Curcumin, a phenolic compound present in Curcuma longa, has been reported to exert antinociceptive effects in some animal models, but the mechanisms remain to be elucidated. This work aimed to investigate the antinociceptive action of curcumin on neuropathic pain and the underlying mechanism(s). Chronic constriction injury (CCI), a canonical animal model of neuropathic pain, was produced by loosely ligating the sciatic nerve in mice and von Frey hair or hot plate test was used to assess mechanical allodynia or thermal hyperalgesia (to heat), respectively. Chronic, but not acute, curcumin treatment (5, 15 or 45 mg/kg, p.o., twice per day for three weeks) alleviated mechanical allodynia and thermal hyperalgesia in CCI mice, accompanied by increasing spinal monoamine (or metabolite) contents. Chemical ablation of descending noradrenaline (NA) by 6-hydroxydopamine (6-OHDA), or depletion of descending serotonin by p-chlorophenylalanine (PCPA), abolished curcumin’s antinociceptive effect on mechanical allodynia or thermal hyperalgesia, respectively. The anti-allodynic action of curcumin on mechanical stimuli was totally blocked by chronic co-treatment with the β2-adrenoceptor antagonist ICI 118,551, or by acute co-treatment with the delta-opioid receptor antagonist naltrindole. Meanwhile, co-treatment with the 5-HT1A receptor antagonist WAY-100635 chronically, or with the irreversible mu-opioid receptor antangonist β-funaltrexamine acutely, completely abrogated the anti-hyperalgesic action of curcumin on thermal stimuli. Collectively, these findings indicate that the descending monoamine system (coupled with spinal β2-adrenoceptor and 5-HT1A receptor) is critical for the modality-specific antinociceptive effect of curcumin in neuropathic pain.

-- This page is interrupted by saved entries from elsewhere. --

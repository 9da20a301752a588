//! 内置指标公式
//!
//! 每个公式都是纯函数：窗口 + 上一位置的状态 -> 输出 + 新状态。
//! 同一个公式值既可以挂到 `HubGraph` 上流式计算，也可以交给 `batch::compute`。
//!
//! - 行情分量: `QuotePart`
//! - 趋势: `Sma`, `Ema`, `Dpo`
//! - 动量: `Rsi`
//! - 波动: `StdDev`
//! - 量价: `Adl`
//! - 形态 (向前看): `Fractal`
//! - 配对: `Correlation`, `Beta`

pub mod adl;
pub mod beta;
pub mod correlation;
pub mod dpo;
pub mod ema;
pub mod fractal;
pub mod quote_part;
pub mod rsi;
pub mod sma;
pub mod stddev;
pub mod welford;

pub use adl::*;
pub use beta::*;
pub use correlation::*;
pub use dpo::*;
pub use ema::*;
pub use fractal::*;
pub use quote_part::*;
pub use rsi::*;
pub use sma::*;
pub use stddev::*;
pub use welford::*;

use crate::series::Reusable;
use crate::{HubError, Result};

/// 参数校验：value >= min
pub(crate) fn require_at_least(indicator: &str, param: &str, value: usize, min: usize) -> Result<()> {
    if value < min {
        return Err(HubError::Configuration {
            indicator: indicator.to_string(),
            reason: format!("{} must be at least {} (got {})", param, min, value),
        });
    }
    Ok(())
}

/// 窗口内全部为有限值时取出
pub(crate) fn finite_values<I: Reusable>(window: &[I]) -> Option<Vec<f64>> {
    window
        .iter()
        .map(|r| {
            let v = r.value();
            v.is_finite().then_some(v)
        })
        .collect()
}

Delta- and mu-opioid receptors are likely rendered as downstream targets, accordingly.This article is part of a Special Issue entitled ‘Post-Traumatic Stress Disorder’.

► Chronic curcumin treatment exerts analgesic effects in neuropathic mice.
► The NA system and delta-opioid receptors are necessary for the anti-allodynic action.
► The serotonergic system and mu-opioid receptors are essential for the anti-hyperalgesic action to heat.